Sidebar 3: Measurements
After copying the necessary test tones to its internal memory, I measured the Astell&Kern A&ultima SP1000 with my Audio Precision SYS2722 system (see the January 2008 "As We See It"). I couldn't obtain a 2.5mm balanced connector, so all measurements were taken from the single-ended 3.5mm headphone jack, with the volume control set to its maximum of "150" unless otherwise noted. (The volume control appears to operate in 0.5dB steps.) The SP1000 was running the 1.01CM firmware when I performed the measurements. (As I was packing up the unit to ship to our cover photographer, it updated its firmware to v.1.04 via my WiFi network.)

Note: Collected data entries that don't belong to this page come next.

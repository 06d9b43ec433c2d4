//! Plain-text rendering of a `Report`.

use std::fmt::Write;

use super::{Report, shorten};

const BAR_WIDTH: usize = 30;
const SUMMARY_CHARS: usize = 80;

fn bar(count: usize, max: usize) -> String {
    if max == 0 {
        return String::new();
    }
    let len = (count * BAR_WIDTH).div_ceil(max);
    "#".repeat(len)
}

fn section(out: &mut String, title: &str) {
    let _ = writeln!(out, "\n{title}\n{}", "-".repeat(title.chars().count()));
}

/// Render the report as a multi-section text page.
pub fn render(report: &Report) -> String {
    let mut out = String::new();

    if let Some(digest) = &report.digest {
        section(&mut out, "Digest");
        let _ = writeln!(out, "{digest}");
    }

    let o = &report.overview;
    section(&mut out, "Overview");
    let _ = writeln!(out, "Total emails:   {}", o.total);
    let _ = writeln!(out, "Unique senders: {}", o.unique_senders);
    let _ = writeln!(out, "Categories:     {}", o.categories);
    let _ = writeln!(out, "Avg priority:   {:.1}", o.avg_priority);

    if !report.trend.is_empty() {
        section(&mut out, "Emails over time");
        let max = report.trend.iter().map(|(_, c)| *c).max().unwrap_or(0);
        for (date, count) in &report.trend {
            let _ = writeln!(out, "{date}  {count:>4}  {}", bar(*count, max));
        }
    }

    section(&mut out, "Categories");
    let max = report.categories.first().map(|(_, c)| *c).unwrap_or(0);
    for (category, count) in &report.categories {
        let _ = writeln!(out, "{category:<16} {count:>4}  {}", bar(*count, max));
    }

    section(&mut out, "Top senders");
    let max = report.top_senders.first().map(|(_, c)| *c).unwrap_or(0);
    for (sender, count) in &report.top_senders {
        let _ = writeln!(out, "{sender:<24} {count:>4}  {}", bar(*count, max));
    }

    section(&mut out, "Email summaries");
    if report.rows.is_empty() {
        let _ = writeln!(out, "(no rows match the filter)");
    }
    for row in &report.rows {
        let date = row
            .date
            .map(|d| d.to_string())
            .unwrap_or_else(|| "----------".to_string());
        let _ = writeln!(
            out,
            "{date}  [{}] P{}  {}: {}",
            row.category,
            row.priority,
            shorten(&row.sender_name, 20),
            row.subject
        );
        let _ = writeln!(out, "            {}", shorten(&row.summary, SUMMARY_CHARS));
    }
    let _ = writeln!(
        out,
        "\n{} of {} rows. Categories: {}",
        report.rows.len(),
        o.total,
        report.category_options.join(", ")
    );

    out
}
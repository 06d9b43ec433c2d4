use std::path::{Path, PathBuf};
use std::sync::Arc;

use clap::{Parser, Subcommand};
use tracing_appender::non_blocking::WorkerGuard;
use tracing_subscriber::EnvFilter;
use tracing_subscriber::prelude::*;

use inbox_digest::auth::{CredentialProvider, TokenFileCredentials};
use inbox_digest::config::{AppConfig, StoreKind};
use inbox_digest::error::{AuthError, Error, Result};
use inbox_digest::dashboard::{self, Dashboard, ReportFilter};
use inbox_digest::mailbox::GmailSource;
use inbox_digest::oracle::{Annotator, LanguageOracle, ProcessOracle};
use inbox_digest::pipeline::AnnotationPipeline;
use inbox_digest::store::{self, RecordStore};

#[derive(Parser)]
#[command(name = "inbox-digest", version, about = "Summarize and categorize unread mail with a local model")]
struct Cli {
    /// Record store backend: `sheets` or `local`.
    #[arg(long, global = true)]
    store: Option<String>,

    /// Spreadsheet id (implies `--store sheets`).
    #[arg(long, global = true)]
    sheet_id: Option<String>,

    /// Local database file for `--store local`.
    #[arg(long, global = true)]
    db_path: Option<PathBuf>,

    #[command(subcommand)]
    command: Command,
}

#[derive(Subcommand)]
enum Command {
    /// Process one batch of unread messages and exit.
    Run {
        /// Maximum messages per run.
        #[arg(long, short = 'n')]
        batch_size: Option<usize>,
    },
    /// Process a batch every poll interval until Ctrl-C.
    Watch {
        #[arg(long, short = 'n')]
        batch_size: Option<usize>,
        /// Seconds between runs.
        #[arg(long)]
        interval: Option<u64>,
    },
    /// Print the dashboard.
    Report {
        /// Keyword query, e.g. "show job emails".
        #[arg(long, short = 'q')]
        query: Option<String>,
        /// Only rows with exactly this category.
        #[arg(long, short = 'c')]
        category: Option<String>,
        /// Skip the model-generated digest.
        #[arg(long)]
        no_digest: bool,
    },
    /// Verify mailbox and store connectivity.
    Check,
}

fn init_tracing(log_dir: Option<&Path>) -> Option<WorkerGuard> {
    let filter = EnvFilter::try_from_default_env().unwrap_or_else(|_| EnvFilter::new("info"));
    let stderr = tracing_subscriber::fmt::layer()
        .with_target(false)
        .with_writer(std::io::stderr);

    match log_dir {
        Some(dir) => {
            let appender = tracing_appender::rolling::daily(dir, "inbox-digest.log");
            let (writer, guard) = tracing_appender::non_blocking(appender);
            let file = tracing_subscriber::fmt::layer()
                .with_ansi(false)
                .with_writer(writer);
            tracing_subscriber::registry()
                .with(filter)
                .with(stderr)
                .with(file)
                .init();
            Some(guard)
        }
        None => {
            tracing_subscriber::registry().with(filter).with(stderr).init();
            None
        }
    }
}

fn describe_store(kind: &StoreKind) -> String {
    match kind {
        StoreKind::Sheets { sheet_id } => format!("sheets ({sheet_id})"),
        StoreKind::Local { path } => format!("local ({})", path.display()),
    }
}

#[tokio::main]
async fn main() {
    // Install rustls crypto provider before any TLS usage
    if rustls::crypto::ring::default_provider().install_default().is_err() {
        eprintln!("Warning: a rustls crypto provider was already installed");
    }

    let cli = Cli::parse();

    let mut config = AppConfig::from_env().unwrap_or_else(|e| {
        eprintln!("Error: {e}");
        std::process::exit(2);
    });
    if let Err(e) = config.select_store(cli.store.as_deref(), cli.sheet_id.clone(), cli.db_path.clone()) {
        eprintln!("Error: {e}");
        std::process::exit(2);
    }

    let _log_guard = init_tracing(config.log_dir.as_deref());

    eprintln!("📬 Inbox Digest v{}", env!("CARGO_PKG_VERSION"));
    eprintln!("   Model: {} {}", config.oracle.command, config.oracle.model);
    eprintln!("   Store: {}", describe_store(&config.store));

    let token_path = config.token_path.clone();
    if let Err(e) = run(cli.command, config).await {
        eprintln!("Error: {e}");
        if matches!(e, Error::Auth(AuthError::Missing { .. })) {
            eprintln!("  Create {} with an OAuth token (see README).", token_path.display());
        }
        std::process::exit(1);
    }
}

async fn run(command: Command, mut config: AppConfig) -> Result<()> {
    // ── Credentials ──────────────────────────────────────────────────────
    let credentials: Arc<dyn CredentialProvider> =
        Arc::new(TokenFileCredentials::load(&config.token_path).await?);

    // ── Record store ─────────────────────────────────────────────────────
    let store: Arc<dyn RecordStore> = store::open_store(&config.store, Arc::clone(&credentials)).await?;

    let oracle: Arc<dyn LanguageOracle> = Arc::new(ProcessOracle::from_config(&config.oracle));
    let annotator = Annotator::new(oracle, config.oracle.clone());

    match command {
        Command::Run { batch_size } => {
            if let Some(n) = batch_size {
                config.pipeline.batch_size = n.max(1);
            }
            eprintln!("   Batch size: {}\n", config.pipeline.batch_size);

            let source = Arc::new(GmailSource::new(credentials)?);
            let pipeline = AnnotationPipeline::new(source, store, annotator, config.pipeline);
            let stats = pipeline.run_once().await?;
            if stats.seen == 0 {
                println!("No unread emails found.");
            }
            println!("{stats}");
            if stats.deferred() > 0 {
                println!("{} unread left for the next run.", stats.deferred());
            }
        }
        Command::Watch {
            batch_size,
            interval,
        } => {
            if let Some(n) = batch_size {
                config.pipeline.batch_size = n.max(1);
            }
            if let Some(secs) = interval {
                config.pipeline.poll_interval = std::time::Duration::from_secs(secs.max(1));
            }
            eprintln!(
                "   Batch size: {} every {}s. Ctrl-C to stop.\n",
                config.pipeline.batch_size,
                config.pipeline.poll_interval.as_secs()
            );

            let source = Arc::new(GmailSource::new(credentials)?);
            let pipeline = AnnotationPipeline::new(source, store, annotator, config.pipeline);
            let summary = pipeline
                .watch(async {
                    if let Err(e) = tokio::signal::ctrl_c().await {
                        tracing::error!(error = %e, "Failed to listen for Ctrl-C");
                        std::future::pending::<()>().await;
                    }
                })
                .await;
            println!(
                "{} runs ({} failed): {}",
                summary.runs + summary.failed_runs,
                summary.failed_runs,
                summary.totals
            );
        }
        Command::Report {
            query,
            category,
            no_digest,
        } => {
            let dashboard = Dashboard::new(store, annotator);
            let filter = ReportFilter { query, category };
            match dashboard.build(&filter, !no_digest).await? {
                Some(report) => print!("{}", dashboard::render(&report)),
                None => println!("{}", dashboard::NO_DATA),
            }
        }
        Command::Check => {
            let source = GmailSource::new(credentials)?;
            let labels = source.labels().await?;
            println!("Mailbox OK: {} labels", labels.len());
            for label in &labels {
                println!("  - {label}");
            }
            let records = store.read_all().await?;
            println!("Store OK ({}): {} records", store.name(), records.len());
        }
    }

    Ok(())
}
//! Language oracle integration.
//!
//! The oracle is an opaque text-in/text-out model. The pipeline only depends
//! on the `LanguageOracle` trait so the backend (local process, hosted API)
//! can be swapped without touching pipeline logic.
//!
//! - **ProcessOracle**: spawns a local model CLI (`ollama run <model> <prompt>`)
//!   per call, bounded by a wall-clock timeout.

pub mod annotate;
pub mod process;

pub use annotate::Annotator;
pub use process::ProcessOracle;

use std::time::Duration;

use async_trait::async_trait;

use crate::error::OracleError;

/// A text-generation backend.
///
/// Implementations never retry; a failed call is reported once and the
/// caller substitutes its fallback value.
#[async_trait]
pub trait LanguageOracle: Send + Sync {
    /// Backend name for logging.
    fn name(&self) -> &str;

    /// Generate text for `prompt`, failing if no answer arrives within `timeout`.
    async fn generate(&self, prompt: &str, timeout: Duration) -> Result<String, OracleError>;
}
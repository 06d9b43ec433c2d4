//! Annotation pipeline: list unread → fetch → summarize → categorize →
//! append → mark read.
//!
//! Runs are strictly sequential. Per-message failures are logged with the
//! state reached and never abort the run; only a listing failure does.

use std::future::Future;
use std::sync::Arc;

use tokio::time::MissedTickBehavior;
use tracing::{Instrument, debug, error, info, info_span, warn};
use uuid::Uuid;

use crate::config::PipelineConfig;
use crate::error::PipelineError;
use crate::mailbox::{self, MessageRef, MessageSource};
use crate::oracle::Annotator;
use crate::pipeline::types::{MessageOutcome, MessageState, RunStats, WatchSummary};
use crate::store::{AnnotationRecord, RecordStore};

/// Log a progress line every this many messages.
const PROGRESS_EVERY: usize = 25;

pub struct AnnotationPipeline {
    source: Arc<dyn MessageSource>,
    store: Arc<dyn RecordStore>,
    annotator: Annotator,
    config: PipelineConfig,
}

impl AnnotationPipeline {
    pub fn new(
        source: Arc<dyn MessageSource>,
        store: Arc<dyn RecordStore>,
        annotator: Annotator,
        config: PipelineConfig,
    ) -> Self {
        Self {
            source,
            store,
            annotator,
            config,
        }
    }

    /// Process up to `batch_size` unread messages once.
    pub async fn run_once(&self) -> Result<RunStats, PipelineError> {
        let run_id = Uuid::new_v4();
        self.run_inner()
            .instrument(info_span!("run", %run_id))
            .await
    }

    async fn run_inner(&self) -> Result<RunStats, PipelineError> {
        let refs = mailbox::collect_unread(self.source.as_ref(), self.config.page_size)
            .await
            .map_err(|e| {
                error!(source = self.source.name(), error = %e, "Unread listing failed, aborting run");
                PipelineError::Listing(e)
            })?;

        let mut stats = RunStats {
            seen: refs.len(),
            ..Default::default()
        };
        if refs.is_empty() {
            info!("No unread messages");
            return Ok(stats);
        }

        let selected = select_batch(refs, self.config.batch_size);
        stats.selected = selected.len();
        info!(
            seen = stats.seen,
            selected = stats.selected,
            deferred = stats.deferred(),
            "Processing unread batch"
        );

        for (index, msg_ref) in selected.iter().enumerate() {
            let outcome = self.process_one(msg_ref).await;
            stats.record(&outcome);

            let done = index + 1;
            if done % PROGRESS_EVERY == 0 {
                info!(done, total = stats.selected, "Progress");
            }

            if !self.config.message_delay.is_zero() {
                tokio::time::sleep(self.config.message_delay).await;
            }
        }

        info!(
            processed = stats.processed,
            saved = stats.saved,
            marked_read = stats.marked_read,
            fetch_failed = stats.fetch_failed,
            "Run complete"
        );
        Ok(stats)
    }

    /// Drive one message to `Done`, or as far as it gets.
    async fn process_one(&self, msg_ref: &MessageRef) -> MessageOutcome {
        let id = msg_ref.id.as_str();

        let message = match self.source.fetch_full(id).await {
            Ok(message) => message,
            Err(e) => {
                warn!(id, state = %MessageState::Failed, error = %e, "Fetch failed, skipping");
                return MessageOutcome::fetch_failed(id);
            }
        };
        let mut state = MessageState::Fetched;
        debug!(id, sender = %message.sender, subject = %message.subject, "Fetched");

        let summary = self.annotator.summarize(&message.snippet).await;
        state = advance(id, state, MessageState::Summarized);

        let category = self.annotator.categorize(&summary).await;
        state = advance(id, state, MessageState::Categorized);

        let record = AnnotationRecord::now(&message.sender, &message.subject, &summary.text, &category);
        let saved = match self.store.append(&record).await {
            Ok(()) => {
                state = advance(id, state, MessageState::Persisted);
                true
            }
            Err(e) => {
                error!(id, state = %state, store = self.store.name(), error = %e, "Append failed, record lost");
                false
            }
        };

        // Attempted regardless of the append outcome.
        let marked_read = match self.source.mark_read(id).await {
            Ok(()) => {
                state = advance(id, state, MessageState::MarkedRead);
                true
            }
            Err(e) => {
                warn!(id, state = %state, error = %e, "Mark-read failed, message stays unread");
                false
            }
        };

        if saved && marked_read {
            state = advance(id, state, MessageState::Done);
        }
        info!(id, category = %category, state = %state, "Message processed");

        MessageOutcome {
            id: id.to_string(),
            state,
            processed: true,
            saved,
            marked_read,
        }
    }

    /// Run every `poll_interval` until `shutdown` resolves.
    ///
    /// The first run starts immediately. A listing failure ends that run
    /// only. Shutdown is observed between runs.
    pub async fn watch<F>(&self, shutdown: F) -> WatchSummary
    where
        F: Future<Output = ()>,
    {
        let mut summary = WatchSummary::default();
        let mut tick = tokio::time::interval(self.config.poll_interval);
        tick.set_missed_tick_behavior(MissedTickBehavior::Delay);
        tokio::pin!(shutdown);

        info!(
            interval_secs = self.config.poll_interval.as_secs(),
            batch_size = self.config.batch_size,
            "Watch loop started"
        );

        loop {
            tokio::select! {
                biased;
                _ = &mut shutdown => {
                    info!(runs = summary.runs, "Watch loop shutting down");
                    return summary;
                }
                _ = tick.tick() => {}
            }

            match self.run_once().await {
                Ok(stats) => {
                    summary.runs += 1;
                    summary.totals.absorb(&stats);
                    info!(run = summary.runs, "{stats}");
                }
                Err(e) => {
                    summary.failed_runs += 1;
                    warn!(error = %e, "Run failed, retrying next tick");
                }
            }
        }
    }
}

fn advance(id: &str, from: MessageState, to: MessageState) -> MessageState {
    debug!(id, from = %from, to = %to, "State transition");
    to
}

/// First `ceiling` refs in listing order; the rest wait for a later run.
fn select_batch(mut refs: Vec<MessageRef>, ceiling: usize) -> Vec<MessageRef> {
    refs.truncate(ceiling);
    refs
}
//! Shared types for the annotation pipeline.

use std::fmt;

use serde::Serialize;

// ── Per-message state ───────────────────────────────────────────────

/// Progress of one message through a run.
///
/// `Fetched → Summarized → Categorized → Persisted → MarkedRead → Done`.
/// A message that cannot be fetched never leaves `Failed`.
#[derive(Debug, Clone, Copy, PartialEq, Eq, Serialize)]
#[serde(rename_all = "snake_case")]
pub enum MessageState {
    Fetched,
    Summarized,
    Categorized,
    Persisted,
    MarkedRead,
    Done,
    Failed,
}

impl MessageState {
    pub fn label(&self) -> &'static str {
        match self {
            Self::Fetched => "fetched",
            Self::Summarized => "summarized",
            Self::Categorized => "categorized",
            Self::Persisted => "persisted",
            Self::MarkedRead => "marked_read",
            Self::Done => "done",
            Self::Failed => "failed",
        }
    }
}

impl fmt::Display for MessageState {
    fn fmt(&self, f: &mut fmt::Formatter<'_>) -> fmt::Result {
        f.write_str(self.label())
    }
}

/// What happened to one selected message.
#[derive(Debug, Clone, PartialEq, Eq)]
pub struct MessageOutcome {
    pub id: String,
    /// Last state reached.
    pub state: MessageState,
    /// The message was fetched, summarized and categorized.
    pub processed: bool,
    pub saved: bool,
    pub marked_read: bool,
}

impl MessageOutcome {
    pub fn fetch_failed(id: impl Into<String>) -> Self {
        Self {
            id: id.into(),
            state: MessageState::Failed,
            processed: false,
            saved: false,
            marked_read: false,
        }
    }
}

// ── Run statistics ──────────────────────────────────────────────────

/// Counters for one run.
///
/// `saved <= processed <= selected <= seen` and `marked_read <= processed`.
#[derive(Debug, Clone, Copy, Default, PartialEq, Eq, Serialize)]
pub struct RunStats {
    /// Unread ids listed.
    pub seen: usize,
    /// Ids taken under the batch ceiling.
    pub selected: usize,
    pub fetch_failed: usize,
    pub processed: usize,
    pub saved: usize,
    pub marked_read: usize,
}

impl RunStats {
    pub fn record(&mut self, outcome: &MessageOutcome) {
        if !outcome.processed {
            self.fetch_failed += 1;
            return;
        }
        self.processed += 1;
        if outcome.saved {
            self.saved += 1;
        }
        if outcome.marked_read {
            self.marked_read += 1;
        }
    }

    /// Unread messages left for a later run.
    pub fn deferred(&self) -> usize {
        self.seen.saturating_sub(self.selected)
    }

    /// Add another run's counters to this one.
    pub fn absorb(&mut self, other: &RunStats) {
        self.seen += other.seen;
        self.selected += other.selected;
        self.fetch_failed += other.fetch_failed;
        self.processed += other.processed;
        self.saved += other.saved;
        self.marked_read += other.marked_read;
    }
}

impl fmt::Display for RunStats {
    fn fmt(&self, f: &mut fmt::Formatter<'_>) -> fmt::Result {
        write!(
            f,
            "{} processed | {} saved | {} marked as read",
            self.processed, self.saved, self.marked_read
        )
    }
}

/// Totals for a `watch` session.
#[derive(Debug, Clone, Copy, Default, PartialEq, Eq)]
pub struct WatchSummary {
    /// Runs that completed.
    pub runs: usize,
    /// Runs aborted by a listing failure.
    pub failed_runs: usize,
    pub totals: RunStats,
}
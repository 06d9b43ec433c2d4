//! Record persistence: one append-only row per processed message.
//!
//! Backends:
//! - **SheetsStore**: Google Sheets spreadsheet (first sheet)
//! - **LibSqlStore**: local libSQL file with versioned migrations

pub mod libsql_backend;
pub mod migrations;
pub mod sheets;

pub use libsql_backend::LibSqlStore;
pub use sheets::SheetsStore;

use std::sync::Arc;

use async_trait::async_trait;
use chrono::{DateTime, Local, NaiveDate, NaiveDateTime, TimeZone};
use serde::{Deserialize, Serialize};

use crate::auth::CredentialProvider;
use crate::config::StoreKind;
use crate::error::StoreError;

/// Canonical timestamp format for the Timestamp column.
pub const TIMESTAMP_FORMAT: &str = "%Y-%m-%d %H:%M:%S";

/// Column headers, in order.
pub const COLUMNS: [&str; 6] = ["Timestamp", "Sender", "Subject", "Summary", "Category", "Priority"];

/// One persisted annotation.
///
/// Carries a denormalized copy of sender/subject so it stays meaningful
/// after the source message is gone.
#[derive(Debug, Clone, PartialEq, Eq, Serialize, Deserialize)]
pub struct AnnotationRecord {
    /// Record creation time (not message time), `TIMESTAMP_FORMAT`.
    pub timestamp: String,
    pub sender: String,
    pub subject: String,
    pub summary: String,
    pub category: String,
    /// 1–5, filled lazily by the dashboard.
    #[serde(default, skip_serializing_if = "Option::is_none")]
    pub priority: Option<u8>,
}

impl AnnotationRecord {
    pub fn new<Tz: TimeZone>(
        created_at: DateTime<Tz>,
        sender: impl Into<String>,
        subject: impl Into<String>,
        summary: impl Into<String>,
        category: impl Into<String>,
    ) -> Self
    where
        Tz::Offset: std::fmt::Display,
    {
        Self {
            timestamp: created_at.format(TIMESTAMP_FORMAT).to_string(),
            sender: sender.into(),
            subject: subject.into(),
            summary: summary.into(),
            category: category.into(),
            priority: None,
        }
    }

    /// Record stamped with the current local wall-clock time.
    pub fn now(
        sender: impl Into<String>,
        subject: impl Into<String>,
        summary: impl Into<String>,
        category: impl Into<String>,
    ) -> Self {
        Self::new(Local::now(), sender, subject, summary, category)
    }

    /// Parse the Timestamp column; `None` if it is not in a known format.
    pub fn created_at(&self) -> Option<NaiveDateTime> {
        let raw = self.timestamp.trim();
        NaiveDateTime::parse_from_str(raw, TIMESTAMP_FORMAT)
            .ok()
            .or_else(|| DateTime::parse_from_rfc3339(raw).ok().map(|dt| dt.naive_local()))
            .or_else(|| {
                NaiveDate::parse_from_str(raw, "%Y-%m-%d")
                    .ok()
                    .and_then(|d| d.and_hms_opt(0, 0, 0))
            })
    }
}

/// Append-only tabular store.
#[async_trait]
pub trait RecordStore: Send + Sync {
    /// Backend name for logging.
    fn name(&self) -> &str;

    /// Append one row. At-least-once: a retry after an ambiguous failure may
    /// duplicate the row.
    async fn append(&self, record: &AnnotationRecord) -> Result<(), StoreError>;

    /// All rows in insertion order.
    async fn read_all(&self) -> Result<Vec<AnnotationRecord>, StoreError>;

    /// Cache a priority score on the row at `row` (0-based, `read_all` order).
    async fn set_priority(&self, row: usize, priority: u8) -> Result<(), StoreError>;
}

/// Open the configured store. Failure here is startup-fatal.
pub async fn open_store(
    kind: &StoreKind,
    credentials: Arc<dyn CredentialProvider>,
) -> Result<Arc<dyn RecordStore>, StoreError> {
    match kind {
        StoreKind::Sheets { sheet_id } => {
            let store = SheetsStore::open(sheet_id, credentials).await?;
            Ok(Arc::new(store))
        }
        StoreKind::Local { path } => {
            let store = LibSqlStore::new_local(path).await?;
            Ok(Arc::new(store))
        }
    }
}
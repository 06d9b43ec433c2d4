//! Subprocess-backed oracle.
//!
//! Each call spawns `<command> run <model> <prompt>`, captures stdout and
//! enforces a timeout. The child is killed when the timeout fires.

use std::process::Stdio;
use std::time::Duration;

use async_trait::async_trait;
use tokio::process::Command;
use tracing::{debug, warn};

use crate::config::OracleConfig;
use crate::error::OracleError;
use crate::oracle::LanguageOracle;

/// Maximum stderr kept in error messages.
const MAX_STDERR_CHARS: usize = 500;

/// Local model invoked as a short-lived process per call.
#[derive(Debug, Clone)]
pub struct ProcessOracle {
    command: String,
    args: Vec<String>,
}

impl ProcessOracle {
    /// Oracle running `<command> run <model> <prompt>`.
    pub fn new(command: impl Into<String>, model: impl Into<String>) -> Self {
        Self {
            command: command.into(),
            args: vec!["run".to_string(), model.into()],
        }
    }

    pub fn from_config(config: &OracleConfig) -> Self {
        Self::new(&config.command, &config.model)
    }

    /// Oracle running `<command> <args...> <prompt>` with arbitrary leading args.
    pub fn with_args(command: impl Into<String>, args: Vec<String>) -> Self {
        Self {
            command: command.into(),
            args,
        }
    }
}

#[async_trait]
impl LanguageOracle for ProcessOracle {
    fn name(&self) -> &str {
        &self.command
    }

    async fn generate(&self, prompt: &str, timeout: Duration) -> Result<String, OracleError> {
        let child = Command::new(&self.command)
            .args(&self.args)
            .arg(prompt)
            .stdin(Stdio::null())
            .stdout(Stdio::piped())
            .stderr(Stdio::piped())
            .kill_on_drop(true)
            .spawn()
            .map_err(|e| OracleError::Unavailable {
                command: self.command.clone(),
                reason: format!("failed to spawn: {e}"),
            })?;

        // Dropping the wait future on timeout drops the child, which kills it.
        let output = match tokio::time::timeout(timeout, child.wait_with_output()).await {
            Ok(Ok(output)) => output,
            Ok(Err(e)) => {
                return Err(OracleError::Unavailable {
                    command: self.command.clone(),
                    reason: e.to_string(),
                });
            }
            Err(_) => {
                warn!(command = %self.command, ?timeout, "Oracle call timed out");
                return Err(OracleError::Timeout {
                    command: self.command.clone(),
                    timeout,
                });
            }
        };

        if !output.status.success() {
            let stderr: String = String::from_utf8_lossy(&output.stderr)
                .trim()
                .chars()
                .take(MAX_STDERR_CHARS)
                .collect();
            return Err(OracleError::Exited {
                command: self.command.clone(),
                code: output.status.code().unwrap_or(-1),
                stderr,
            });
        }

        let text = String::from_utf8_lossy(&output.stdout).trim().to_string();
        debug!(command = %self.command, chars = text.len(), "Oracle responded");
        Ok(text)
    }
}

The A&ultima SP1000 preserved absolute polarity (ie, was non-inverting), and its output impedance, including 6' of interconnect, was both very low and close to the specification at 1.4 ohms from 20Hz to 20kHz. The maximum 20kz. maximum output level was 2.23V with data sampled at 44.1kHz. But to my surprise, when I measured the output level with 384kHz PCM data and DSD data, the output was clipped—it hadn't been clipped at the lower sample rate. I reduced the volume to "145," where the sinewave was no longer clipped, and examined the output level at all sample rates. It was 0.05dB lower at 88.2 and 96kHz than at 44.1 and 48kHz, and 0.2dB lower at 176.4 and 192kHz, but 2.3dB higher with 384kHz, DSD64, and DSD128 data (footnote 1). A puzzle.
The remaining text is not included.